▸ **WHAT TO WORK ON**:
Check every line of the data below for the string "ParseReport", and copy the ones that hold it.

▽

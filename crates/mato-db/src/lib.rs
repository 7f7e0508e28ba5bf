//! # mato-db: Database Layer for Mato POS
//!
//! This crate provides database access for the Mato POS system.
//! It uses SQLite for local storage with sqlx for async operations.
//!
//! ## Architecture Position
//! ```text
//! ┌─────────────────────────────────────────────────────────────────────────┐
//! │                         Mato POS Data Flow                              │
//! │                                                                         │
//! │  HTTP handler (GET /api/products?q=ban)                                │
//! │       │                                                                 │
//! │       ▼                                                                 │
//! │  ┌─────────────────────────────────────────────────────────────────┐   │
//! │  │                      mato-db (THIS CRATE)                       │   │
//! │  │                                                                 │   │
//! │  │   ┌───────────────┐    ┌───────────────┐    ┌──────────────┐  │   │
//! │  │   │   Database    │    │  Repositories │    │  Migrations  │  │   │
//! │  │   │   (pool.rs)   │    │               │    │  (embedded)  │  │   │
//! │  │   │               │    │ ProductRepo   │    │              │  │   │
//! │  │   │ SqlitePool    │◄───│ SaleRepo      │    │ 001_init.sql │  │   │
//! │  │   │ Connection    │    │ CreditRepo    │    │ ...          │  │   │
//! │  │   │ Management    │    │ CustomerRepo  │    │              │  │   │
//! │  │   │               │    │ LogbookRepo   │    │              │  │   │
//! │  │   │               │    │ DraftRepo     │    │              │  │   │
//! │  │   └───────────────┘    └───────────────┘    └──────────────┘  │   │
//! │  │                                                                 │   │
//! │  └─────────────────────────────────────────────────────────────────┘   │
//! │       │                                                                 │
//! │       ▼                                                                 │
//! │  SQLite Database (./data/mato.db, WAL mode)                            │
//! └─────────────────────────────────────────────────────────────────────────┘
//! ```
//!
//! ## Module Organization
//!
//! - [`pool`] - Connection pool creation and configuration
//! - [`migrations`] - Embedded database migrations
//! - [`error`] - Database error types
//! - [`repository`] - Repository implementations (product, sale, etc.)
//!
//! ## Usage
//!
//! ```rust,ignore
//! use mato_db::{Database, DbConfig};
//!
//! // Create database with default config (runs migrations)
//! let config = DbConfig::new("path/to/db.sqlite");
//! let db = Database::new(config).await?;
//!
//! // Use repositories
//! let products = db.products().search("ban", 20).await?;
//! ```

// =============================================================================
// Module Declarations
// =============================================================================

pub mod error;
pub mod migrations;
pub mod pool;
pub mod repository;

// =============================================================================
// Re-exports
// =============================================================================

pub use error::{DbError, DbResult};
pub use pool::{Database, DbConfig};

// Repository re-exports for convenience
pub use repository::credit::CreditRepository;
pub use repository::customer::CustomerRepository;
pub use repository::draft::DraftRepository;
pub use repository::logbook::LogbookRepository;
pub use repository::product::{ProductInput, ProductRepository};
pub use repository::sale::{NewSale, SaleRepository};
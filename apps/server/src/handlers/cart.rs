//! # Cart Handlers
//!
//! The sales screen's live cart. Every mutation goes through
//! [`AppState::mutate_cart`], which persists the draft after the edit.
//!
//! ## Input Contract
//! Quantity, price and line-total edits take the field's raw text and
//! never fail on it: empty means zero, unparseable text leaves the line
//! as it was. The only 4xx these endpoints produce is an unknown item
//! or product key. The response is always the full reconciled cart, so
//! the frontend re-renders every derived field from one source.

use axum::extract::{Path, State};
use axum::Json;
use serde::{Deserialize, Serialize};

use mato_core::{Cart, CoreError, Unit};

use crate::error::{ApiError, ApiResult};
use crate::state::AppState;

// =============================================================================
// Views
// =============================================================================

/// One rendered cart line.
#[derive(Debug, Serialize)]
pub struct CartItemView {
    pub product_id: String,
    pub name: String,
    pub price_cents: i64,
    pub quantity_milli: i64,
    /// Quantity as display text ("2", "0.125").
    pub quantity: String,
    pub unit: Unit,
    pub line_total_cents: i64,
    /// The override text exactly as typed, for echoing in the field.
    pub override_raw: Option<String>,
    pub price_locked: bool,
}

/// The full reconciled cart.
#[derive(Debug, Serialize)]
pub struct CartView {
    pub items: Vec<CartItemView>,
    pub total_cents: i64,
    pub profit_cents: i64,
}

impl CartView {
    fn render(cart: &Cart) -> Self {
        CartView {
            items: cart
                .items()
                .iter()
                .map(|item| CartItemView {
                    product_id: item.product_id.clone(),
                    name: item.name.clone(),
                    price_cents: item.price.cents(),
                    quantity_milli: item.quantity.milli(),
                    quantity: item.quantity.to_string(),
                    unit: item.unit,
                    line_total_cents: item.line_total().cents(),
                    override_raw: item.line_override.as_ref().map(|o| o.raw().to_string()),
                    price_locked: item.price_locked,
                })
                .collect(),
            total_cents: cart.total().cents(),
            profit_cents: cart.profit().cents(),
        }
    }
}

// =============================================================================
// Requests
// =============================================================================

#[derive(Debug, Deserialize)]
pub struct AddItemRequest {
    pub product_id: String,
}

/// Raw text of an edited field.
#[derive(Debug, Deserialize)]
pub struct FieldEdit {
    pub value: String,
}

#[derive(Debug, Deserialize)]
pub struct PriceLockEdit {
    pub locked: bool,
}

// =============================================================================
// Handlers
// =============================================================================

/// GET /api/cart
pub async fn get_cart(State(state): State<AppState>) -> Json<CartView> {
    Json(state.with_cart(CartView::render))
}

/// POST /api/cart/items - add a product (or bump its quantity).
pub async fn add_item(
    State(state): State<AppState>,
    Json(req): Json<AddItemRequest>,
) -> ApiResult<Json<CartView>> {
    let product = state
        .db
        .products()
        .get_by_id(&req.product_id)
        .await?
        .ok_or_else(|| ApiError::from(CoreError::ProductNotFound(req.product_id.clone())))?;

    state
        .mutate_cart(|cart| {
            cart.add_product(&product);
            Ok(())
        })
        .await?;
    Ok(Json(state.with_cart(CartView::render)))
}

/// PUT /api/cart/items/:id/quantity
pub async fn set_quantity(
    State(state): State<AppState>,
    Path(product_id): Path<String>,
    Json(edit): Json<FieldEdit>,
) -> ApiResult<Json<CartView>> {
    state
        .mutate_cart(|cart| cart.set_quantity(&product_id, &edit.value))
        .await?;
    Ok(Json(state.with_cart(CartView::render)))
}

/// PUT /api/cart/items/:id/price
pub async fn set_price(
    State(state): State<AppState>,
    Path(product_id): Path<String>,
    Json(edit): Json<FieldEdit>,
) -> ApiResult<Json<CartView>> {
    state
        .mutate_cart(|cart| cart.set_price(&product_id, &edit.value))
        .await?;
    Ok(Json(state.with_cart(CartView::render)))
}

/// PUT /api/cart/items/:id/line-total
pub async fn set_line_total(
    State(state): State<AppState>,
    Path(product_id): Path<String>,
    Json(edit): Json<FieldEdit>,
) -> ApiResult<Json<CartView>> {
    state
        .mutate_cart(|cart| cart.set_line_total(&product_id, &edit.value))
        .await?;
    Ok(Json(state.with_cart(CartView::render)))
}

/// PUT /api/cart/items/:id/price-lock
pub async fn set_price_lock(
    State(state): State<AppState>,
    Path(product_id): Path<String>,
    Json(edit): Json<PriceLockEdit>,
) -> ApiResult<Json<CartView>> {
    state
        .mutate_cart(|cart| cart.set_price_locked(&product_id, edit.locked))
        .await?;
    Ok(Json(state.with_cart(CartView::render)))
}

/// DELETE /api/cart/items/:id
pub async fn remove_item(
    State(state): State<AppState>,
    Path(product_id): Path<String>,
) -> ApiResult<Json<CartView>> {
    state
        .mutate_cart(|cart| cart.remove_item(&product_id))
        .await?;
    Ok(Json(state.with_cart(CartView::render)))
}

/// DELETE /api/cart - abandon the sale.
pub async fn clear_cart(State(state): State<AppState>) -> ApiResult<Json<CartView>> {
    state
        .mutate_cart(|cart| {
            cart.clear();
            Ok(())
        })
        .await?;
    Ok(Json(state.with_cart(CartView::render)))
}

// =============================================================================
// Unit Tests
// =============================================================================
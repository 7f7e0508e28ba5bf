//! # Repository Layer
//!
//! One repository per aggregate. Each wraps the shared [`sqlx::SqlitePool`]
//! and exposes typed operations; SQL never leaks above this module.

pub mod credit;
pub mod customer;
pub mod draft;
pub mod logbook;
pub mod product;
pub mod sale;
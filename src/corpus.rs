//! The ordered message store and the per-stage operations applied to it.

use std::path::{Path, PathBuf};

use log::{debug, info, warn};
use walkdir::WalkDir;

use crate::config::ParserConfig;
use crate::error::{ChatprepError, EntityKind, Result};
use crate::message::{ChatId, Message};
use crate::parser::ChunkedParser;
use crate::rare::{filter_messages, CharFrequencies};
use crate::senders::SenderTable;
use crate::timebase;

/// Expands the inputs into the list of paths to parse.
///
/// Directories are expanded to the files below them only when [`ParserConfig::recursive`] is
/// set; otherwise they are kept so that [`Corpus::parse_files`] can report them as skipped.
pub fn collect_inputs<P: AsRef<Path>>(inputs: &[P], cfg: &ParserConfig) -> Result<Vec<PathBuf>> {
    let mut paths = Vec::new();
    for input in inputs {
        let path = input.as_ref();
        if cfg.recursive && path.is_dir() {
            let mut found = Vec::new();
            let walker = WalkDir::new(path).follow_links(cfg.follow_symlinks);
            for entry in walker {
                let entry = entry.map_err(|err| ChatprepError::Internal(err.to_string()))?;
                if entry.file_type().is_file() {
                    found.push(entry.path().to_path_buf());
                }
            }
            found.sort();
            paths.extend(found);
        } else {
            paths.push(path.to_path_buf());
        }
    }
    Ok(paths)
}

/// Why an input was not parsed.
#[derive(Debug, Clone, PartialEq, Eq)]
pub enum SkipReason {
    /// The path names a directory.
    Directory,
    /// The path does not exist.
    Missing,
    /// The file exists but could not be read.
    Unreadable(String),
}

/// An input that was skipped with a warning.
#[derive(Debug, Clone, PartialEq, Eq)]
pub struct SkippedFile {
    /// The offending path.
    pub path: PathBuf,
    /// Why it was skipped.
    pub reason: SkipReason,
}

/// Summary of one successfully parsed file.
///
/// Chat ids follow the position of the file in the input list; skipped inputs still use up
/// their id.
#[derive(Debug, Clone, PartialEq, Eq)]
pub struct ParsedFile {
    /// Source path.
    pub path: PathBuf,
    /// Id assigned to the file's messages.
    pub chat_id: ChatId,
    /// Messages added to the corpus.
    pub messages: usize,
    /// Lines rejected by the decoder.
    pub rejected: usize,
    /// Lines not covered by the equal-size chunks.
    pub dropped: usize,
}

/// Outcome of a multi-file parse.
#[derive(Debug, Clone, Default, PartialEq, Eq)]
pub struct ParseReport {
    /// Files that contributed messages, in parse order.
    pub parsed: Vec<ParsedFile>,
    /// Inputs that were skipped.
    pub skipped: Vec<SkippedFile>,
}

impl ParseReport {
    /// Total number of messages added.
    #[must_use]
    pub fn messages(&self) -> usize {
        self.parsed.iter().map(|file| file.messages).sum()
    }
}

/// Result of a rare-character filtering pass.
#[derive(Debug, Clone, PartialEq, Eq)]
pub struct FilterReport {
    /// Characters that disqualified messages, most frequent first.
    pub rare_chars: Vec<char>,
    /// Messages removed because they contain a rare character.
    pub removed: usize,
    /// Trailing messages discarded because they fell outside the equal-size worker chunks.
    pub dropped: usize,
    /// Messages kept.
    pub kept: usize,
}

/// Ordered collection of messages from one or more parsed chat logs.
#[derive(Debug, Clone, Default)]
pub struct Corpus {
    messages: Vec<Message>,
    senders: Option<SenderTable>,
    time_delta: i64,
    next_chat_id: ChatId,
}

impl Corpus {
    /// Creates an empty corpus.
    #[must_use]
    pub fn new() -> Self {
        Self::default()
    }

    /// Creates a corpus from already parsed messages.
    #[must_use]
    pub fn from_messages(messages: Vec<Message>) -> Self {
        let next_chat_id = messages
            .iter()
            .map(|message| message.chat_id + 1)
            .max()
            .unwrap_or(0);
        Self {
            messages,
            next_chat_id,
            ..Self::default()
        }
    }

    /// Messages in corpus order.
    #[must_use]
    pub fn messages(&self) -> &[Message] {
        &self.messages
    }

    /// Number of messages.
    #[must_use]
    pub fn len(&self) -> usize {
        self.messages.len()
    }

    /// Returns `true` when the corpus holds no messages.
    #[must_use]
    pub fn is_empty(&self) -> bool {
        self.messages.is_empty()
    }

    /// Sum of all time shifts applied so far, in hours.
    #[must_use]
    pub fn time_delta(&self) -> i64 {
        self.time_delta
    }

    /// Number of chat ids handed out so far, including those of skipped inputs.
    #[must_use]
    pub fn chat_count(&self) -> usize {
        self.next_chat_id as usize
    }

    /// The sender table, once senders were encoded.
    pub fn sender_table(&self) -> Result<&SenderTable> {
        self.senders
            .as_ref()
            .ok_or_else(|| {
                ChatprepError::not_found(EntityKind::SenderTable, "senders were never encoded")
            })
    }

    /// Returns `true` once senders were replaced by ids.
    #[must_use]
    pub fn senders_encoded(&self) -> bool {
        self.senders.is_some()
    }

    /// Finds the message parsed from `line_index` of chat `chat_id`.
    pub fn find(&self, chat_id: ChatId, line_index: usize) -> Result<&Message> {
        self.messages
            .iter()
            .find(|message| message.chat_id == chat_id && message.line_index == line_index)
            .ok_or_else(|| {
                ChatprepError::not_found(EntityKind::Message, format!("{chat_id}:{line_index}"))
            })
    }

    /// Concatenates every message body, in corpus order, without separators.
    #[must_use]
    pub fn flatten(&self) -> String {
        let capacity = self.messages.iter().map(|message| message.content.len()).sum();
        let mut text = String::with_capacity(capacity);
        for message in &self.messages {
            text.push_str(&message.content);
        }
        text
    }

    /// Parses one file and appends its messages under a fresh chat id.
    ///
    /// The id is used up even when the file cannot be read.
    pub fn parse_file<P: AsRef<Path>>(
        &mut self,
        parser: &ChunkedParser,
        path: P,
    ) -> Result<ParsedFile> {
        if self.senders_encoded() {
            return Err(ChatprepError::SendersEncoded);
        }
        let path = path.as_ref();
        let chat_id = self.next_chat_id;
        self.next_chat_id += 1;
        let parsed = parser.parse_file(path, chat_id)?;

        let mut messages = parsed.messages;
        if self.time_delta != 0 {
            timebase::shift(&mut messages, self.time_delta)?;
        }
        let summary = ParsedFile {
            path: path.to_path_buf(),
            chat_id,
            messages: messages.len(),
            rejected: parsed.rejected,
            dropped: parsed.dropped,
        };
        self.messages.extend(messages);
        debug!(
            "{}: chat {} added {} messages ({} rejected, {} dropped)",
            path.display(),
            chat_id,
            summary.messages,
            summary.rejected,
            summary.dropped
        );
        Ok(summary)
    }

    /// Parses several inputs in order, skipping unusable paths with a warning.
    pub fn parse_files<P: AsRef<Path>>(
        &mut self,
        inputs: &[P],
        cfg: &ParserConfig,
    ) -> Result<ParseReport> {
        if self.senders_encoded() {
            return Err(ChatprepError::SendersEncoded);
        }
        cfg.validate()?;
        let parser = ChunkedParser::new(cfg);
        let mut report = ParseReport::default();
        for path in collect_inputs(inputs, cfg)? {
            let reason = if path.is_dir() {
                Some(SkipReason::Directory)
            } else if !path.exists() {
                Some(SkipReason::Missing)
            } else {
                None
            };
            if let Some(reason) = reason {
                warn!("skipping {}: {:?}", path.display(), reason);
                self.next_chat_id += 1;
                report.skipped.push(SkippedFile { path, reason });
                continue;
            }
            match self.parse_file(&parser, &path) {
                Ok(parsed) => report.parsed.push(parsed),
                Err(ChatprepError::Io { source, .. }) => {
                    warn!("skipping {}: {source}", path.display());
                    report.skipped.push(SkippedFile {
                        path,
                        reason: SkipReason::Unreadable(source.to_string()),
                    });
                }
                Err(err) => return Err(err),
            }
        }
        info!(
            "parsed {} files ({} skipped); corpus holds {} messages",
            report.parsed.len(),
            report.skipped.len(),
            self.messages.len()
        );
        Ok(report)
    }

    /// Replaces sender names with frequency-ranked ids and stores the table.
    pub fn encode_senders(&mut self) -> Result<&SenderTable> {
        if self.is_empty() {
            return Err(ChatprepError::empty_corpus("encode the senders of"));
        }
        if self.senders_encoded() {
            return Err(ChatprepError::SendersEncoded);
        }
        let table = SenderTable::rank(&self.messages)?;
        table.apply(&mut self.messages)?;
        info!("encoded {} senders", table.len());
        Ok(self.senders.insert(table))
    }

    /// Drops every message containing a character outside the `keep_count` most frequent ones.
    pub fn filter_rare(&mut self, keep_count: usize, workers: usize) -> Result<FilterReport> {
        if self.is_empty() {
            return Err(ChatprepError::empty_corpus("filter rare characters from"));
        }
        let rare = CharFrequencies::of_messages(&self.messages).rare_set(keep_count);

        let before = self.messages.len();
        let filtered = filter_messages(&self.messages, &rare, workers)?;
        self.messages = filtered.kept;
        let report = FilterReport {
            rare_chars: rare.chars().to_vec(),
            removed: before - filtered.dropped - self.messages.len(),
            dropped: filtered.dropped,
            kept: self.messages.len(),
        };
        info!(
            "{} rare characters removed {} of {} messages ({} remainder dropped)",
            report.rare_chars.len(),
            report.removed,
            before,
            report.dropped
        );
        Ok(report)
    }

    /// Shifts every timestamp by `delta` (default: the negated mean) and returns the delta used.
    pub fn normalize_time(&mut self, delta: Option<i64>) -> Result<i64> {
        if self.is_empty() {
            return Err(ChatprepError::empty_corpus("normalize the time base of"));
        }
        let delta = match delta {
            Some(delta) => delta,
            None => timebase::centering_delta(&self.messages)?,
        };
        let total = self
            .time_delta
            .checked_add(delta)
            .ok_or(ChatprepError::TimeOverflow { delta })?;
        timebase::shift(&mut self.messages, delta)?;
        self.time_delta = total;
        info!("shifted timestamps by {delta} hours (total {})", self.time_delta);
        Ok(delta)
    }
}
//! Time-base normalization for message timestamps.

use crate::error::{ChatprepError, Result};
use crate::message::Message;

/// Delta that moves the mean timestamp of `messages` to (approximately) zero.
///
/// Computed as `floor(-(sum of times) / count)`.
pub fn centering_delta(messages: &[Message]) -> Result<i64> {
    if messages.is_empty() {
        return Err(ChatprepError::empty_corpus("normalize the time base of"));
    }
    let sum: i128 = messages.iter().map(|message| i128::from(message.time)).sum();
    let count = messages.len() as i128;
    i64::try_from((-sum).div_euclid(count))
        .map_err(|_| ChatprepError::Internal("time delta exceeds i64".into()))
}

/// Adds `delta` hours to every message.
///
/// Every shifted time is checked before any message is touched, so on
/// [`ChatprepError::TimeOverflow`] the messages are left as they were.
pub fn shift(messages: &mut [Message], delta: i64) -> Result<()> {
    if messages
        .iter()
        .any(|message| message.time.checked_add(delta).is_none())
    {
        return Err(ChatprepError::TimeOverflow { delta });
    }
    for message in messages.iter_mut() {
        message.time += delta;
    }
    Ok(())
}

#[cfg(test)]
mod tests {
    use super::*;
    use crate::message::Sender;

    fn messages(times: &[i64]) -> Vec<Message> {
        times
            .iter()
            .enumerate()
            .map(|(idx, &time)| Message {
                time,
                sender: Sender::Name("x".into()),
                content: String::new(),
                line_index: idx,
                chat_id: 0,
            })
            .collect()
    }

    #[test]
    fn delta_uses_floor_division() {
        assert_eq!(centering_delta(&messages(&[10, 11])).unwrap(), -11);
        assert_eq!(centering_delta(&messages(&[-10, -11])).unwrap(), 10);
        assert_eq!(
            centering_delta(&messages(&[400_000, 400_006, 400_009])).unwrap(),
            -400_005
        );
    }

    #[test]
    fn shifted_mean_is_close_to_zero() {
        let mut corpus = messages(&[465_346, 465_350, 465_401, 466_000, 465_999]);
        let delta = centering_delta(&corpus).unwrap();
        shift(&mut corpus, delta).unwrap();
        let sum: i64 = corpus.iter().map(|m| m.time).sum();
        let mean = sum as f64 / corpus.len() as f64;
        assert!(mean.abs() < 1.0, "mean {mean}");
    }

    #[test]
    fn overflowing_shift_leaves_times_untouched() {
        let mut corpus = messages(&[-5, 466_000]);
        assert!(matches!(
            shift(&mut corpus, i64::MAX),
            Err(ChatprepError::TimeOverflow { delta: i64::MAX })
        ));
        assert!(matches!(
            shift(&mut corpus, i64::MIN),
            Err(ChatprepError::TimeOverflow { .. })
        ));
        let times: Vec<i64> = corpus.iter().map(|m| m.time).collect();
        assert_eq!(times, vec![-5, 466_000]);
    }

    #[test]
    fn empty_input_is_rejected() {
        assert!(matches!(
            centering_delta(&[]),
            Err(ChatprepError::EmptyCorpus { .. })
        ));
    }
}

△

▸ **TASK RESPONSE**:
pub struct ParseReport {
impl ParseReport {
    ) -> Result<ParseReport> {
        let mut report = ParseReport::default();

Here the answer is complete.